To do :: In the data below, which lines hold the word "rollup"? Copy them.

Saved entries
^^^^^^^^

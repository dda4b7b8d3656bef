//! ---
//! scada_section: "05-master-runtime"
//! scada_subsection: "module"
//! scada_type: "source"
//! scada_scope: "code"
//! scada_description: "SCADA master: registry, aggregation, alarms, control, security, surfaces."
//! scada_version: "v0.1.0"
//! scada_owner: "tbd"
//! ---
use std::collections::{HashMap, VecDeque};
use std::sync::atomic::{AtomicBool, AtomicU64, Ordering};
use std::sync::Arc;

use chrono::{DateTime, Utc};
use parking_lot::Mutex;
use scada_proto::{ConnectionRecord, LinkState, TelemetrySample};
use serde::Serialize;
use tokio::sync::Notify;
use tracing::{debug, warn};
use uuid::Uuid;

use crate::aggregator::GridSnapshot;
use crate::alarms::Alarm;
use crate::registry::NodeView;
use crate::security::{SecurityCounters, SecurityEvent};

/// Messages delivered to dashboard subscribers. The `type` tag is the wire
/// discriminator consumed by the browser console.
#[derive(Debug, Clone, Serialize)]
#[serde(tag = "type")]
pub enum WsMessage {
    /// Complete state sent once on subscribe (and after a `Resync`).
    FullStateSnapshot {
        /// Latest grid rollup, if one has been computed.
        grid: Option<GridSnapshot>,
        /// Every declared node.
        nodes: Vec<NodeView>,
        /// Latest sample per node.
        telemetry: HashMap<String, TelemetrySample>,
        /// Open alarms.
        alarms: Vec<Alarm>,
        /// Security console counters.
        security: SecurityCounters,
    },
    /// New grid rollup.
    GridOverviewUpdate {
        /// The snapshot.
        snapshot: GridSnapshot,
    },
    /// One node's new sample.
    TelemetryUpdate {
        /// Originating node.
        node_id: String,
        /// The sample.
        data: TelemetrySample,
    },
    /// Alarm entered `Raised`.
    AlarmRaised {
        /// The alarm record.
        alarm: Alarm,
    },
    /// Alarm entered `Cleared`.
    AlarmCleared {
        /// The alarm record.
        alarm: Alarm,
    },
    /// Alarm entered `Acknowledged`.
    AlarmAcknowledged {
        /// The alarm record.
        alarm: Alarm,
    },
    /// An unknown client connected to an RTU.
    UnknownConnection {
        /// The offending connection.
        connection: ConnectionRecord,
    },
    /// Any other security event.
    SecurityEvent {
        /// The event.
        event: SecurityEvent,
    },
    /// A node's link state changed.
    NodeStateChanged {
        /// The node.
        node_id: String,
        /// New link state.
        state: LinkState,
    },
    /// Liveness signal (every 5 s).
    Heartbeat {
        /// Server timestamp.
        timestamp: DateTime<Utc>,
    },
    /// The subscriber lost messages and must re-request a snapshot.
    Resync,
}

struct SubscriberQueue {
    queue: Mutex<VecDeque<WsMessage>>,
    notify: Notify,
    slow: AtomicBool,
    closed: AtomicBool,
    dropped: AtomicU64,
}

impl SubscriberQueue {
    fn new() -> Self {
        Self {
            queue: Mutex::new(VecDeque::new()),
            notify: Notify::new(),
            slow: AtomicBool::new(false),
            closed: AtomicBool::new(false),
            dropped: AtomicU64::new(0),
        }
    }

    /// Non-blocking push with the slow-consumer policy: on overflow the
    /// oldest messages are dropped and a single `Resync` sentinel holds the
    /// front of the queue until the subscriber drains it.
    fn push(&self, message: WsMessage, capacity: usize) -> u64 {
        let mut queue = self.queue.lock();
        let mut dropped = 0;
        while queue.len() + 1 > capacity {
            // The sentinel itself is never the victim.
            let victim = if matches!(queue.front(), Some(WsMessage::Resync)) {
                queue.remove(1)
            } else {
                queue.pop_front()
            };
            if victim.is_none() {
                break;
            }
            dropped += 1;
        }
        if dropped > 0 && !self.slow.swap(true, Ordering::Relaxed) {
            // First overflow: the sentinel displaces one more message.
            if queue.len() + 2 > capacity {
                queue.pop_front();
                dropped += 1;
            }
            queue.push_front(WsMessage::Resync);
        }
        queue.push_back(message);
        drop(queue);
        self.dropped.fetch_add(dropped, Ordering::Relaxed);
        self.notify.notify_one();
        dropped
    }

    fn close(&self) {
        self.closed.store(true, Ordering::Relaxed);
        self.notify.notify_waiters();
    }
}

/// Subscription manager for dashboard clients: a bounded FIFO queue per
/// subscriber, non-blocking publishes, and `Resync` on overflow.
pub struct FanoutBus {
    subscribers: Mutex<HashMap<Uuid, Arc<SubscriberQueue>>>,
    capacity: usize,
    metrics: Option<scada_metrics::MasterMetrics>,
}

impl FanoutBus {
    /// Create a bus with the given per-subscriber queue depth.
    pub fn new(capacity: usize, metrics: Option<scada_metrics::MasterMetrics>) -> Self {
        Self {
            subscribers: Mutex::new(HashMap::new()),
            capacity: capacity.max(2),
            metrics,
        }
    }

    /// Register a subscriber; the snapshot is its first delivered message.
    pub fn subscribe(self: &Arc<Self>, snapshot: WsMessage) -> Subscription {
        let id = Uuid::new_v4();
        let queue = Arc::new(SubscriberQueue::new());
        queue.push(snapshot, self.capacity);
        let count = {
            let mut subscribers = self.subscribers.lock();
            subscribers.insert(id, queue.clone());
            subscribers.len()
        };
        debug!(subscriber = %id, total = count, "dashboard subscribed");
        if let Some(metrics) = &self.metrics {
            metrics.set_subscribers(count);
        }
        Subscription {
            id,
            queue,
            bus: self.clone(),
        }
    }

    /// Deliver a message to every subscriber without blocking.
    pub fn publish(&self, message: WsMessage) {
        let subscribers: Vec<Arc<SubscriberQueue>> =
            self.subscribers.lock().values().cloned().collect();
        let mut dropped_total = 0;
        let mut max_depth = 0;
        for queue in &subscribers {
            dropped_total += queue.push(message.clone(), self.capacity);
            max_depth = max_depth.max(queue.queue.lock().len());
        }
        if let Some(metrics) = &self.metrics {
            if dropped_total > 0 {
                metrics.inc_fanout_dropped(dropped_total);
            }
            metrics.observe_queue_depth("fanout_subscriber", max_depth);
        }
        if dropped_total > 0 {
            warn!(dropped = dropped_total, "slow consumers dropped fan-out messages");
        }
    }

    /// Number of live subscribers.
    pub fn subscriber_count(&self) -> usize {
        self.subscribers.lock().len()
    }

    /// Close every subscriber queue (shutdown path).
    pub fn close_all(&self) {
        for queue in self.subscribers.lock().values() {
            queue.close();
        }
    }

    fn unsubscribe(&self, id: Uuid) {
        let count = {
            let mut subscribers = self.subscribers.lock();
            if let Some(queue) = subscribers.remove(&id) {
                queue.close();
            }
            subscribers.len()
        };
        debug!(subscriber = %id, total = count, "dashboard unsubscribed");
        if let Some(metrics) = &self.metrics {
            metrics.set_subscribers(count);
        }
    }
}

/// One dashboard subscriber's receive side. Dropping it unsubscribes.
pub struct Subscription {
    id: Uuid,
    queue: Arc<SubscriberQueue>,
    bus: Arc<FanoutBus>,
}

impl Subscription {
    /// Receive the next message in FIFO order; `None` once closed and empty.
    pub async fn recv(&mut self) -> Option<WsMessage> {
        loop {
            if let Some(message) = self.queue.queue.lock().pop_front() {
                return Some(message);
            }
            if self.queue.closed.load(Ordering::Relaxed) {
                return None;
            }
            self.queue.notify.notified().await;
        }
    }

    /// Whether this subscriber has overflowed at least once.
    pub fn is_slow_consumer(&self) -> bool {
        self.queue.slow.load(Ordering::Relaxed)
    }

    /// Messages dropped from this subscriber's queue.
    pub fn dropped(&self) -> u64 {
        self.queue.dropped.load(Ordering::Relaxed)
    }
}

impl Drop for Subscription {
    fn drop(&mut self) {
        self.bus.unsubscribe(self.id);
    }
}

^^^^^^^^

Exercise result ::
        /// Latest grid rollup, if one has been computed.
    /// New grid rollup.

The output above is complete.